I was trying out some new technology (for me): using printable PDF tiles from Skeleton Key Games (SKG) for the battle mats. I especially like the SKG tiles for a couple of reasons. First, the tile graphics in the PDF files can be easily extracted (just right-click and choose copy) and munged to produce custom tiles. Secondly, the tile sets include thumbnail catalogs of the tiles, which can easily be extracted and added to the tilesets of programs like DungeonForge. This makes it a lot easier to design the map layouts to begin with (virtual tile flipping replaces physical tile flipping) and makes it easy to produce small scale maps for reference for laying out the tiles on the table by exporting the maps from DungeonForge as .PNG files and adding labels with the tile numbers with the GIMP. (This is especially useful when using wilderness tiles!) On the printed tiles I wrote the tile number on the back, again to make things easier when laying them out on the table.

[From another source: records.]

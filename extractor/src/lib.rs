use middleware::extractor::ExtractionMiddleware;

pub mod middleware {
    pub mod extractor;
}

pub fn middleware() -> ExtractionMiddleware {
    ExtractionMiddleware::new()
}
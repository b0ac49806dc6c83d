use chrono::NaiveDateTime;
use serde::{Deserialize, Serialize};
use uuid::Uuid;

/// Invoice row as stored. `status` is only ever `UNPAID` or `PAID`.
#[derive(Debug, Clone, sqlx::FromRow, Serialize, Deserialize)]
pub struct Invoice {
    pub id: Uuid,
    pub user_id: Uuid,
    pub client_id: Uuid,
    pub amount: f64,
    pub status: String,
    pub due_date: NaiveDateTime,
    pub created_at: NaiveDateTime,
    pub paid_at: Option<NaiveDateTime>,
    pub notes: Option<String>,
    pub logo: Option<String>,
    pub line_items: Option<String>,
    pub tax_rate: f64,
    pub discount: f64,
    pub shipping: f64,
    pub email_send_option: String,
    pub email_scheduled_at: Option<NaiveDateTime>,
    pub email_sent: bool,
    pub email_sent_at: Option<NaiveDateTime>,
}

/// A scheduled email that is due, with what is needed to address it.
#[derive(Debug, Clone, sqlx::FromRow)]
pub struct DueInvoiceEmail {
    #[sqlx(flatten)]
    pub invoice: Invoice,
    pub client_name: String,
    pub client_email: String,
    pub sender_name: String,
    pub sender_email: String,
}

Overall the tiles worked pretty well. The worst problem was that the tiles tended to curve up at the edges, a common problem with cardstock printed on inkjet printers: as the large surface area of ink dries the edges curl up. This didn't prevent their use, and curling them in the opposite direction before laying them out helped, but I think I'll try laminating them and see if that helps. My first map designs using the tiles were not as interesting as I wanted, but the tiles themselves looked good and worked pretty well. The kids occasionally dislodged the tiles a little, but that was easily fixed, and once while dealing initiative cards I accidently slide one under the tiles, which got a laugh.

After we played I redesigned the maps to give a more dynamic environment, since I'm planning on running “The Eternal Nazi” for another other gaming group. I got a couple more of the SKG sets, and used GIMP to make three custom tiles. This let me make a much more interesting environment. Part of the problem I had with designing the map in the first place was inexperience with the tiles, but part was because the tile sets I had were heavily slanted towards fantasy, and I was constructing something more out of the “lost race” pulp adventure stories, set in the 1940s.

One thing that I'd like to see is a bunch of tiles with items that could be dropped on top of other tiles, like piles of metal barrels and so forth.

DungeonForge has a couple of annoying bugs, but it's free and works well enough, as long as I remember to save often and not put tiles against the edges of the map.

Note

Todo: I'll try to edit more actual play details into this post when I've got a moment and my notes are handy.


Tue, 08 Jul 2008

Computer Tools: Unison

I use the Unison File Synchronizer extensively to synchronize my working environment between 4 or so computers running a couple of different flavors of Unix and Windows XP and I would have a hard time getting along without it.